The /v1 path prefix is the API version, not the model version.

Embeddings#

Use POST /v1/embeddings to generate embeddings for text, image, or text+image inputs.

Request Body#

Field	Type	Required	Description
`model`	string	Yes	Model ID. Use `nvidia/llama-nemotron-embed-vl-1b-v2` for VLM Embed.
`input`	string or array of strings	Yes	Text, image data URL, or text with an image data URL.
`input_type`	string	No	Use `query` for text queries and `passage` for documents. Image inputs are supported only with `passage` or when `input_type` is omitted.
`modality`	string or array of strings	No	One of `text`, `image`, or `text_image`. If an array is provided, its length must match `input`, or it must contain one batch-wide value.
`embedding_type`	string	No	One of `float`, `int8`, `uint8`, `binary`, or `ubinary`. Default is `float`.
`encoding_format`	string	No	One of `float` or `base64`. Default is `float`.
`dimensions`	integer	No	Dynamic embedding size. Supported values are listed in Specify Dynamic Embedding Sizes.
`truncate`	string	No	One of `START`, `END`, or `NONE`.
`user`	string	No	Optional caller-provided user identifier.

Response Body#

The response contains an object with:

Field	Type	Description
`object`	string	Always `list`.
`data`	array	One embedding object per input item.
`model`	string	Served model ID.
`usage`	object	Token usage information.

Each item in data contains:

Field	Type	Description
`object`	string	Always `embedding`.
`index`	integer	Input index.
`embedding`	array	Embedding vector or packed compressed embedding values.
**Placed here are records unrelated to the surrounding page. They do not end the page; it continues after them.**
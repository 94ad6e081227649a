//! Acceptance rules applied when a model file is selected.

use tracing::warn;

use crate::config::FileLimits;
use crate::error::{Result, ShopError};
use crate::model::ModelFile;

/// Check a selected file against the extension and size limits.
pub fn check_model_file(file: &ModelFile, limits: &FileLimits) -> Result<()> {
    let reason = if !limits.accepts_extension(&file.extension) {
        let accepted: Vec<String> = limits
            .extensions
            .iter()
            .map(|e| format!(".{}", e))
            .collect();
        Some(format!(
            "File type must be one of {}",
            accepted.join(", ")
        ))
    } else if file.size > limits.max_size {
        Some(format!(
            "File is too large. Max size is {}MB.",
            limits.max_size_mb()
        ))
    } else {
        None
    };

    match reason {
        Some(reason) => {
            warn!(file = %file.name, size = file.size, "{}", reason);
            Err(ShopError::FileRejected {
                name: file.name.clone(),
                reason,
            })
        }
        None => Ok(()),
    }
}
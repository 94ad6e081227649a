//! Print parameters with clamped numeric domains.

use serde::{Deserialize, Serialize};

use super::material::{Color, Material, SupportStructure};

/// Snap `value` into `[min, max]` on a grid of `step`, rounding to nearest.
fn snap(value: i64, min: i64, max: i64, step: i64) -> i64 {
    let clamped = value.clamp(min, max);
    let offset = clamped - min;
    let snapped = min + ((offset + step / 2) / step) * step;
    snapped.min(max)
}

/// Layer height, held in hundredths of a millimetre (10 to 30, step 5).
#[derive(Debug, Clone, Copy, PartialEq, Eq, PartialOrd, Ord, Hash, Serialize, Deserialize)]
#[serde(from = "f64", into = "f64")]
pub struct LayerHeight(u8);

impl LayerHeight {
    pub const MIN_HUNDREDTHS: u8 = 10;
    pub const MAX_HUNDREDTHS: u8 = 30;
    pub const STEP_HUNDREDTHS: u8 = 5;

    /// Build from millimetres, clamping to 0.10..=0.30 and snapping to 0.05.
    pub fn from_mm(mm: f64) -> Self {
        Self::from_hundredths((mm * 100.0).round() as i64)
    }

    /// Build from slider hundredths, clamping and snapping.
    pub fn from_hundredths(hundredths: i64) -> Self {
        let v = snap(
            hundredths,
            Self::MIN_HUNDREDTHS as i64,
            Self::MAX_HUNDREDTHS as i64,
            Self::STEP_HUNDREDTHS as i64,
        );
        LayerHeight(v as u8)
    }

    /// Value in millimetres.
    pub fn mm(&self) -> f64 {
        self.0 as f64 / 100.0
    }

    pub fn hundredths(&self) -> u8 {
        self.0
    }

    /// Every selectable layer height, finest first.
    pub fn all() -> impl Iterator<Item = LayerHeight> {
        (Self::MIN_HUNDREDTHS..=Self::MAX_HUNDREDTHS)
            .step_by(Self::STEP_HUNDREDTHS as usize)
            .map(LayerHeight)
    }
}

impl Default for LayerHeight {
    fn default() -> Self {
        LayerHeight(20)
    }
}

impl From<f64> for LayerHeight {
    fn from(mm: f64) -> Self {
        LayerHeight::from_mm(mm)
    }
}

impl From<LayerHeight> for f64 {
    fn from(lh: LayerHeight) -> Self {
        lh.mm()
    }
}

/// Infill density in percent (10 to 100, step 5).
#[derive(Debug, Clone, Copy, PartialEq, Eq, PartialOrd, Ord, Hash, Serialize, Deserialize)]
#[serde(from = "i64", into = "i64")]
pub struct Infill(u8);

impl Infill {
    pub const MIN: u8 = 10;
    pub const MAX: u8 = 100;
    pub const STEP: u8 = 5;

    /// Build from a percentage, clamping and snapping.
    pub fn new(percent: i64) -> Self {
        let v = snap(percent, Self::MIN as i64, Self::MAX as i64, Self::STEP as i64);
        Infill(v as u8)
    }

    pub fn percent(&self) -> u8 {
        self.0
    }

    /// Every selectable infill, lightest first.
    pub fn all() -> impl Iterator<Item = Infill> {
        (Self::MIN..=Self::MAX).step_by(Self::STEP as usize).map(Infill)
    }
}

impl Default for Infill {
    fn default() -> Self {
        Infill(20)
    }
}

impl From<i64> for Infill {
    fn from(percent: i64) -> Self {
        Infill::new(percent)
    }
}

impl From<Infill> for i64 {
    fn from(infill: Infill) -> Self {
        infill.0 as i64
    }
}

/// The configurable print parameters of an order.
#[derive(Debug, Clone, Copy, PartialEq, Eq, Default, Serialize, Deserialize)]
#[serde(rename_all = "camelCase")]
pub struct PrintSettings {
    pub material: Material,
    pub color: Color,
    pub layer_height: LayerHeight,
    pub infill: Infill,
    pub support_structure: SupportStructure,
}

#[cfg(test)]
mod tests {
    use super::*;
    use pretty_assertions::assert_eq;

    #[test]
    fn test_layer_height_clamp_and_snap() {
        assert_eq!(LayerHeight::from_mm(0.05).hundredths(), 10);
        assert_eq!(LayerHeight::from_mm(0.5).hundredths(), 30);
        assert_eq!(LayerHeight::from_mm(0.12).hundredths(), 10);
        assert_eq!(LayerHeight::from_mm(0.13).hundredths(), 15);
        assert_eq!(LayerHeight::from_mm(f64::NAN).hundredths(), 10);
        assert_eq!(LayerHeight::default().mm(), 0.2);
    }

    #[test]
    fn test_layer_height_domain() {
        let all: Vec<u8> = LayerHeight::all().map(|l| l.hundredths()).collect();
        assert_eq!(all, vec![10, 15, 20, 25, 30]);
    }

    #[test]
    fn test_infill_clamp_and_snap() {
        assert_eq!(Infill::new(0).percent(), 10);
        assert_eq!(Infill::new(250).percent(), 100);
        assert_eq!(Infill::new(22).percent(), 20);
        assert_eq!(Infill::new(23).percent(), 25);
        assert_eq!(Infill::all().count(), 19);
    }

    #[test]
    fn test_settings_defaults() {
        let settings = PrintSettings::default();
        assert_eq!(settings.material, Material::Pla);
        assert_eq!(settings.color, Color::White);
        assert_eq!(settings.layer_height.hundredths(), 20);
        assert_eq!(settings.infill.percent(), 20);
        assert_eq!(settings.support_structure, SupportStructure::Auto);
    }

    #[test]
    fn test_settings_json_clamps() {
        let json = r#"{"material":"pla","color":"red","layerHeight":0.9,"infill":3,"supportStructure":"none"}"#;
        let settings: PrintSettings = serde_json::from_str(json).unwrap();
        assert_eq!(settings.layer_height.hundredths(), 30);
        assert_eq!(settings.infill.percent(), 10);
        assert_eq!(settings.color, Color::Red);
    }
}
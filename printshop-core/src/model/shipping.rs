//! Shipping details collected at the payment step.

use std::collections::HashMap;

use serde::{Deserialize, Deserializer, Serialize};
use serde_json::{Map, Value};

/// Shipping fields in form order.
pub const SHIPPING_FIELDS: [&str; 7] = ["name", "email", "address", "city", "zip", "country", "phone"];

/// Validated, normalized shipping record.
#[derive(Debug, Clone, PartialEq, Eq, Serialize, Deserialize)]
pub struct ShippingDetails {
    pub name: String,
    pub email: String,
    pub address: String,
    pub city: String,
    pub zip: String,
    pub country: String,
    pub phone: String,
}

/// Raw form input, keyed by field name. Unknown keys are carried but ignored
/// by validation.
///
/// Deserializing keeps string values only. Any other value is dropped, so a
/// known field sent as a number reads as missing and fails per field.
#[derive(Debug, Clone, Default, PartialEq, Eq, Serialize)]
#[serde(transparent)]
pub struct ShippingForm {
    fields: HashMap<String, String>,
}

impl ShippingForm {
    pub fn new() -> Self {
        Self::default()
    }

    /// Builder-style setter.
    pub fn with(mut self, field: &str, value: impl Into<String>) -> Self {
        self.set(field, value);
        self
    }

    pub fn set(&mut self, field: &str, value: impl Into<String>) {
        self.fields.insert(field.to_string(), value.into());
    }

    /// Value for `field`, empty when missing.
    pub fn get(&self, field: &str) -> &str {
        self.fields.get(field).map(String::as_str).unwrap_or("")
    }
}

impl<'de> Deserialize<'de> for ShippingForm {
    fn deserialize<D: Deserializer<'de>>(deserializer: D) -> Result<Self, D::Error> {
        let raw = Map::<String, Value>::deserialize(deserializer)?;
        Ok(raw
            .into_iter()
            .filter_map(|(field, value)| match value {
                Value::String(text) => Some((field, text)),
                _ => None,
            })
            .collect())
    }
}

impl<K: Into<String>, V: Into<String>> FromIterator<(K, V)> for ShippingForm {
    fn from_iter<I: IntoIterator<Item = (K, V)>>(iter: I) -> Self {
        Self {
            fields: iter
                .into_iter()
                .map(|(k, v)| (k.into(), v.into()))
                .collect(),
        }
    }
}
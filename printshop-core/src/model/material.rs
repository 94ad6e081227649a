//! Material, color and support options for a print.

use std::fmt;
use std::str::FromStr;

use serde::{Deserialize, Serialize};

use crate::error::ShopError;

/// Filament material.
#[derive(Debug, Clone, Copy, PartialEq, Eq, Hash, Default, Serialize, Deserialize)]
#[serde(rename_all = "lowercase")]
pub enum Material {
    #[default]
    Pla,
    Abs,
    Petg,
    Tpu,
}

impl Material {
    /// All materials in catalogue order.
    pub const ALL: [Material; 4] = [Material::Pla, Material::Abs, Material::Petg, Material::Tpu];

    /// Material cost per cm³.
    pub fn cost_per_cm3(&self) -> f64 {
        match self {
            Material::Pla => 0.05,
            Material::Abs => 0.06,
            Material::Petg => 0.07,
            Material::Tpu => 0.09,
        }
    }

    /// Whether the material can be ordered. Only PLA is stocked.
    pub fn is_purchasable(&self) -> bool {
        matches!(self, Material::Pla)
    }

    /// Wire name.
    pub fn as_str(&self) -> &'static str {
        match self {
            Material::Pla => "pla",
            Material::Abs => "abs",
            Material::Petg => "petg",
            Material::Tpu => "tpu",
        }
    }

    /// Short catalogue description.
    pub fn description(&self) -> &'static str {
        match self {
            Material::Pla => "Standard material, good for most prints. Biodegradable and easy to print.",
            Material::Abs => "Durable and heat-resistant. Good for functional parts.",
            Material::Petg => "Combines strength of ABS with ease of printing like PLA.",
            Material::Tpu => "Flexible material, good for parts that need to bend.",
        }
    }

    /// Printing temperature and strength note.
    pub fn print_note(&self) -> &'static str {
        match self {
            Material::Pla => "Printing temp: 190-220°C, Medium strength",
            Material::Abs => "Printing temp: 220-250°C, High strength",
            Material::Petg => "Printing temp: 230-250°C, High strength, Flexible",
            Material::Tpu => "Printing temp: 210-230°C, Medium strength, Very flexible",
        }
    }
}

impl fmt::Display for Material {
    fn fmt(&self, f: &mut fmt::Formatter<'_>) -> fmt::Result {
        write!(f, "{}", self.as_str().to_uppercase())
    }
}

impl FromStr for Material {
    type Err = ShopError;

    fn from_str(s: &str) -> Result<Self, Self::Err> {
        match s.trim().to_lowercase().as_str() {
            "pla" => Ok(Material::Pla),
            "abs" => Ok(Material::Abs),
            "petg" => Ok(Material::Petg),
            "tpu" => Ok(Material::Tpu),
            _ => Err(invalid("material", "pla|abs|petg|tpu", s)),
        }
    }
}

/// Filament color.
#[derive(Debug, Clone, Copy, PartialEq, Eq, Hash, Default, Serialize, Deserialize)]
#[serde(rename_all = "lowercase")]
pub enum Color {
    #[default]
    White,
    Black,
    Red,
    Blue,
    Gray,
}

impl Color {
    pub fn as_str(&self) -> &'static str {
        match self {
            Color::White => "white",
            Color::Black => "black",
            Color::Red => "red",
            Color::Blue => "blue",
            Color::Gray => "gray",
        }
    }
}

impl fmt::Display for Color {
    fn fmt(&self, f: &mut fmt::Formatter<'_>) -> fmt::Result {
        f.write_str(self.as_str())
    }
}

impl FromStr for Color {
    type Err = ShopError;

    fn from_str(s: &str) -> Result<Self, Self::Err> {
        match s.trim().to_lowercase().as_str() {
            "white" => Ok(Color::White),
            "black" => Ok(Color::Black),
            "red" => Ok(Color::Red),
            "blue" => Ok(Color::Blue),
            "gray" | "grey" => Ok(Color::Gray),
            _ => Err(invalid("color", "white|black|red|blue|gray", s)),
        }
    }
}

/// Support scaffolding strategy.
#[derive(Debug, Clone, Copy, PartialEq, Eq, Hash, Default, Serialize, Deserialize)]
#[serde(rename_all = "lowercase")]
pub enum SupportStructure {
    None,
    #[default]
    Auto,
    Everywhere,
    Buildplate,
}

impl SupportStructure {
    pub fn as_str(&self) -> &'static str {
        match self {
            SupportStructure::None => "none",
            SupportStructure::Auto => "auto",
            SupportStructure::Everywhere => "everywhere",
            SupportStructure::Buildplate => "buildplate",
        }
    }
}

impl fmt::Display for SupportStructure {
    fn fmt(&self, f: &mut fmt::Formatter<'_>) -> fmt::Result {
        f.write_str(self.as_str())
    }
}

impl FromStr for SupportStructure {
    type Err = ShopError;

    fn from_str(s: &str) -> Result<Self, Self::Err> {
        match s.trim().to_lowercase().as_str() {
            "none" => Ok(SupportStructure::None),
            "auto" => Ok(SupportStructure::Auto),
            "everywhere" => Ok(SupportStructure::Everywhere),
            "buildplate" => Ok(SupportStructure::Buildplate),
            _ => Err(invalid("support", "none|auto|everywhere|buildplate", s)),
        }
    }
}

fn invalid(field: &str, expected: &str, value: &str) -> ShopError {
    ShopError::InvalidValue {
        field: field.to_string(),
        expected: expected.to_string(),
        value: value.to_string(),
    }
}
//! printshop-core - Core library for ordering 3D prints.
//!
//! This library holds the order-building workflow of the storefront: the
//! shared order state, the step controller, the price estimator, the model
//! upload transport and the shipping form validation.
//!
//! # Example
//!
//! ```no_run
//! use printshop_core::{quote_model_file, FileLimits, PrintSettings};
//! use std::path::Path;
//!
//! let breakdown = quote_model_file(
//!     Path::new("bracket.stl"),
//!     &PrintSettings::default(),
//!     &FileLimits::default(),
//! )
//! .unwrap();
//! println!("Total: {:.2}", breakdown.total);
//! ```

pub mod config;
pub mod error;
pub mod model;
pub mod pricing;
pub mod session;
pub mod store;
pub mod upload;
pub mod validation;
pub mod workflow;

// Re-exports for convenience
pub use config::{FileLimits, ShopConfig, UploadConfig};
pub use error::{ErrorCode, Result, ShopError};
pub use model::{
    Color, Infill, LayerHeight, Material, ModelFile, OrderPatch, OrderState, OrderStatus,
    OrderSubmission, PrintSettings, ShippingDetails, ShippingForm, SupportStructure,
};
pub use pricing::{estimate, format_print_time, CheckoutSummary, PriceBreakdown, Quote};
pub use session::OrderSession;
pub use store::{OrderStore, StoreChange};
pub use upload::{UploadEvent, UploadFailure, UploadResponse, UploadStatus, UploadTicket, Uploader};
pub use validation::{check_model_file, validate_shipping, FieldErrors};
pub use workflow::{PaymentState, Step, Workflow};

/// Price a model file on disk.
///
/// Loads the file, applies the selection rules, then runs the estimator with
/// `settings`.
pub fn quote_model_file(
    path: &std::path::Path,
    settings: &PrintSettings,
    limits: &FileLimits,
) -> Result<PriceBreakdown> {
    let file = ModelFile::from_path(path)?;
    check_model_file(&file, limits)?;

    let breakdown = estimate(file.size, settings);
    tracing::debug!(
        file = %file.name,
        volume = breakdown.volume_estimate_cm3,
        minutes = breakdown.print_time_minutes,
        "Quoted"
    );
    Ok(breakdown)
}
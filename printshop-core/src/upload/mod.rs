//! Model file upload: transport, progress and status tracking.

mod event;
mod progress;
mod tracker;
mod transport;

pub use event::{UploadEvent, UploadFailure, UploadResponse};
pub use progress::{split_chunks, ProgressMeter};
pub use tracker::{UploadStatus, UploadTicket, UploadTracker};
pub use transport::{Uploader, FILE_FIELD};
//! Shared fixture builder: synthetic native ELF64 images with real
//! section bytes on disk.

use binsig_elf::{EHDR64_SIZE, ELF_CLASS_64, ELF_DATA_NATIVE, ELF_MAGIC, SHDR64_SIZE};

/// A named section whose bytes are physically present in the image.
pub struct FixtureSection {
    pub name: &'static str,
    pub data: Vec<u8>,
}

/// Append one ELF64 section header to `buf`.
fn push_shdr(buf: &mut Vec<u8>, name: u32, offset: u64, size: u64) {
    buf.extend_from_slice(&name.to_ne_bytes());
    buf.extend_from_slice(&0u32.to_ne_bytes()); // sh_type
    buf.extend_from_slice(&0u64.to_ne_bytes()); // flags
    buf.extend_from_slice(&0u64.to_ne_bytes()); // addr
    buf.extend_from_slice(&offset.to_ne_bytes());
    buf.extend_from_slice(&size.to_ne_bytes());
    buf.extend_from_slice(&0u32.to_ne_bytes()); // link
    buf.extend_from_slice(&0u32.to_ne_bytes()); // info
    buf.extend_from_slice(&0u64.to_ne_bytes()); // addralign
    buf.extend_from_slice(&0u64.to_ne_bytes()); // entsize
}

/// Build an ELF64 image whose section header table describes the given
/// sections, with each section's bytes physically present after the
/// table. Returns the image and the file offset of each section's data,
/// in input order.
#[must_use]
pub fn build_image(sections: &[FixtureSection]) -> (Vec<u8>, Vec<u64>) {
    // String table: leading NUL, then each name, then ".shstrtab".
    let mut strtab = vec![0u8];
    let mut name_offsets = Vec::new();
    for section in sections {
        name_offsets.push(strtab.len() as u32);
        strtab.extend_from_slice(section.name.as_bytes());
        strtab.push(0);
    }
    let shstrtab_name = strtab.len() as u32;
    strtab.extend_from_slice(b".shstrtab");
    strtab.push(0);

    let strtab_offset = EHDR64_SIZE;
    let shoff = strtab_offset + strtab.len();
    let shnum = sections.len() + 2; // null entry + sections + .shstrtab
    let data_start = shoff + shnum * SHDR64_SIZE;

    let mut data_offsets = Vec::new();
    let mut cursor = data_start as u64;
    for section in sections {
        data_offsets.push(cursor);
        cursor += section.data.len() as u64;
    }

    let mut buf = Vec::new();
    buf.extend_from_slice(&ELF_MAGIC);
    buf.push(ELF_CLASS_64);
    buf.push(ELF_DATA_NATIVE);
    buf.push(1); // version
    buf.push(0); // abi
    buf.push(0); // abi version
    buf.extend_from_slice(&[0u8; 7]); // padding
    buf.extend_from_slice(&2u16.to_ne_bytes()); // e_type (EXEC)
    buf.extend_from_slice(&0u16.to_ne_bytes()); // machine
    buf.extend_from_slice(&1u32.to_ne_bytes()); // version
    buf.extend_from_slice(&0u64.to_ne_bytes()); // entry
    buf.extend_from_slice(&0u64.to_ne_bytes()); // phoff
    buf.extend_from_slice(&(shoff as u64).to_ne_bytes());
    buf.extend_from_slice(&0u32.to_ne_bytes()); // flags
    buf.extend_from_slice(&(EHDR64_SIZE as u16).to_ne_bytes());
    buf.extend_from_slice(&0u16.to_ne_bytes()); // phentsize
    buf.extend_from_slice(&0u16.to_ne_bytes()); // phnum
    buf.extend_from_slice(&(SHDR64_SIZE as u16).to_ne_bytes());
    buf.extend_from_slice(&(shnum as u16).to_ne_bytes());
    buf.extend_from_slice(&((shnum - 1) as u16).to_ne_bytes()); // shstrndx
    assert_eq!(buf.len(), EHDR64_SIZE);

    buf.extend_from_slice(&strtab);

    push_shdr(&mut buf, 0, 0, 0); // null entry
    for ((section, name_offset), data_offset) in
        sections.iter().zip(&name_offsets).zip(&data_offsets)
    {
        push_shdr(&mut buf, *name_offset, *data_offset, section.data.len() as u64);
    }
    push_shdr(
        &mut buf,
        shstrtab_name,
        strtab_offset as u64,
        strtab.len() as u64,
    );
    assert_eq!(buf.len(), data_start);

    for section in sections {
        buf.extend_from_slice(&section.data);
    }

    (buf, data_offsets)
}
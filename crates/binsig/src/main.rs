//! binsig CLI - self-integrity verification.

mod cli;
mod commands;

use clap::Parser;
use tracing_subscriber::EnvFilter;

use cli::Cli;

fn main() {
    let cli = Cli::parse();

    // Diagnostics go to stderr; stdout carries only the digest or the
    // match/mismatch verdict.
    tracing_subscriber::fmt()
        .with_env_filter(EnvFilter::from_default_env().add_directive("binsig=warn".parse().unwrap()))
        .with_target(false)
        .with_writer(std::io::stderr)
        .init();

    std::process::exit(commands::run_command(&cli));
}
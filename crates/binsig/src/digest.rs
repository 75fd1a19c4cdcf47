//! Exclusion-aware SHA-512 digest.

use sha2::{Digest, Sha512};

/// Digest length in bytes (SHA-512).
pub const DIGEST_LEN: usize = 64;

/// Chunk size for the streaming pass. Only affects where the hash input
/// is split, never the digest value.
const CHUNK_SIZE: usize = 1024;

/// Contiguous byte span removed from the hash input.
#[derive(Clone, Copy, Debug, PartialEq, Eq)]
pub struct ExclusionRange {
    pub offset: usize,
    pub size: usize,
}

impl ExclusionRange {
    /// One past the last excluded offset.
    #[must_use]
    pub const fn end(&self) -> usize {
        self.offset.saturating_add(self.size)
    }
}

/// SHA-512 over `image` with `exclusion` removed from the input.
///
/// Streams the image in fixed-size chunks. A chunk that would straddle
/// the start of the excluded span is clipped so the hash input stops
/// exactly at the span start; the cursor then jumps over the span in one
/// step. The result equals hashing `image` with the excluded bytes
/// physically deleted. `None` and a zero-size range both hash the entire
/// image.
#[must_use]
pub fn digest_with_exclusion(image: &[u8], exclusion: Option<ExclusionRange>) -> [u8; DIGEST_LEN] {
    // A zero-size range excludes nothing; dropping it here keeps the skip
    // rule below from re-triggering at the span start without advancing.
    let bounds = exclusion
        .filter(|range| range.size > 0)
        .map(|range| (range.offset, range.end()));

    let mut hasher = Sha512::new();
    let mut pos = 0;
    while pos < image.len() {
        // At or inside the excluded span: jump past it without hashing.
        if let Some((start, end)) = bounds {
            if pos >= start && pos < end {
                pos = end;
                continue;
            }
        }

        let mut chunk = CHUNK_SIZE.min(image.len() - pos);
        // Clip a chunk that would straddle the span start.
        if let Some((start, _)) = bounds {
            if pos < start {
                chunk = chunk.min(start - pos);
            }
        }

        hasher.update(&image[pos..pos + chunk]);
        pos += chunk;
    }

    let mut digest = [0u8; DIGEST_LEN];
    digest.copy_from_slice(&hasher.finalize());
    digest
}
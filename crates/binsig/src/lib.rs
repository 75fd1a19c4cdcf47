//! binsig - self-integrity verification for ELF binaries.
//!
//! A binary linked with this crate carries a reserved 64-byte `.hashsig`
//! section. At build time an external signer writes the SHA-512 digest of
//! the binary (computed with the `.hashsig` bytes themselves excluded)
//! into that section. At runtime the binary maps its own on-disk image,
//! recomputes the digest with the same exclusion, and compares the two.
//!
//! # Example
//!
//! ```ignore
//! use binsig::{Outcome, reference_digest, self_digest, verify};
//!
//! let computed = self_digest()?;
//! match verify(&computed, &reference_digest()) {
//!     Outcome::Match => println!("ok"),
//!     Outcome::Mismatch => println!("tampered"),
//! }
//! ```

// Re-export from sub-crates
pub use binsig_elf::{ElfError, SectionRange, find_section};

mod digest;
mod error;
mod image;
mod sigslot;
mod verify;

pub use digest::*;
pub use error::*;
pub use image::*;
pub use sigslot::*;
pub use verify::*;
//! Command implementations.

use tracing::error;

use binsig::{Outcome, reference_digest, self_digest, verify};

use crate::cli::{Cli, EXIT_ERROR, EXIT_MISMATCH, EXIT_SUCCESS};

/// Dispatch to emit or verify mode.
pub fn run_command(cli: &Cli) -> i32 {
    if cli.output_hash {
        cmd_emit()
    } else {
        cmd_verify()
    }
}

/// Emit mode: print the computed digest, skip the comparison entirely.
fn cmd_emit() -> i32 {
    match self_digest() {
        Ok(digest) => {
            println!("{}", to_hex(&digest));
            EXIT_SUCCESS
        }
        Err(e) => {
            error!(error = %e, "self-digest failed");
            EXIT_ERROR
        }
    }
}

/// Verify mode: compare against the embedded reference digest.
fn cmd_verify() -> i32 {
    let computed = match self_digest() {
        Ok(digest) => digest,
        Err(e) => {
            error!(error = %e, "self-digest failed");
            return EXIT_ERROR;
        }
    };

    match verify(&computed, &reference_digest()) {
        Outcome::Match => {
            println!("Hash match: binary integrity verified.");
            EXIT_SUCCESS
        }
        Outcome::Mismatch => {
            println!("Hash mismatch: binary may have been tampered with!");
            EXIT_MISMATCH
        }
    }
}

/// Lowercase hex, two characters per byte.
fn to_hex(digest: &[u8]) -> String {
    digest.iter().map(|byte| format!("{byte:02x}")).collect()
}
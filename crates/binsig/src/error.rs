//! Verifier errors.

use thiserror::Error;

/// Verification errors.
///
/// The I/O variants name the failing operation; that name is what ends
/// up in the diagnostic on stderr.
#[derive(Error, Debug)]
pub enum Error {
    #[error("cannot resolve own executable path: {0}")]
    SelfPath(#[source] std::io::Error),
    #[error("open failed: {0}")]
    Open(#[source] std::io::Error),
    #[error("stat failed: {0}")]
    Stat(#[source] std::io::Error),
    #[error("cannot map zero-length file")]
    EmptyFile,
    #[error("mmap failed: {0}")]
    Map(#[from] nix::Error),
    #[error("ELF error: {0}")]
    Elf(#[from] binsig_elf::ElfError),
    #[error("section range [{offset:#x}, +{size:#x}) exceeds file length {len:#x}")]
    RangeOutOfBounds { offset: u64, size: u64, len: u64 },
}

pub type Result<T> = std::result::Result<T, Error>;
//! CLI definitions and exit codes.

use std::ffi::OsString;

use clap::Parser;

/// Exit code for a verified match (or a successfully emitted digest).
pub const EXIT_SUCCESS: i32 = 0;
/// Exit code for a digest mismatch.
pub const EXIT_MISMATCH: i32 = 1;
/// Exit code for open/stat/map or parse failures.
pub const EXIT_ERROR: i32 = 2;

#[derive(Parser)]
#[command(name = "binsig")]
#[command(about = "Verify this binary's SHA-512 digest against its embedded signature")]
#[command(version)]
pub struct Cli {
    /// Print the computed digest as hex instead of verifying it
    #[arg(long)]
    pub output_hash: bool,

    /// Anything else on the command line is accepted and ignored
    #[arg(hide = true, trailing_var_arg = true, allow_hyphen_values = true, num_args = 0..)]
    pub ignored: Vec<OsString>,
}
Specify Dynamic Embedding Sizes#

To reduce the storage cost of returned embeddings, use the optional dimensions API parameter. The VLM Embed runtime accepts the following dimensions:

128
256
384
512
768
1024
1536
2048

For the full list of supported models, refer to the support matrix.

Important

When you use the dimensions API parameter, use the same value for dimensions in concurrent requests to preserve dynamic batching efficiency.

Limitations#

The following are limitations when you specify dimensions:

The dimensions parameter cannot be used in combination with the embedding_type parameter. These are alternative methods for reducing the memory footprint of embeddings and have different performance trade-offs.
If dimensions is omitted, the VLM Embed model returns 2048-dimensional float embeddings.

Specify Embedding Type#

The /v1/embeddings endpoint contains an optional field named embedding_type that supports the following values. For the full list of models and their embedding types, refer to the support matrix.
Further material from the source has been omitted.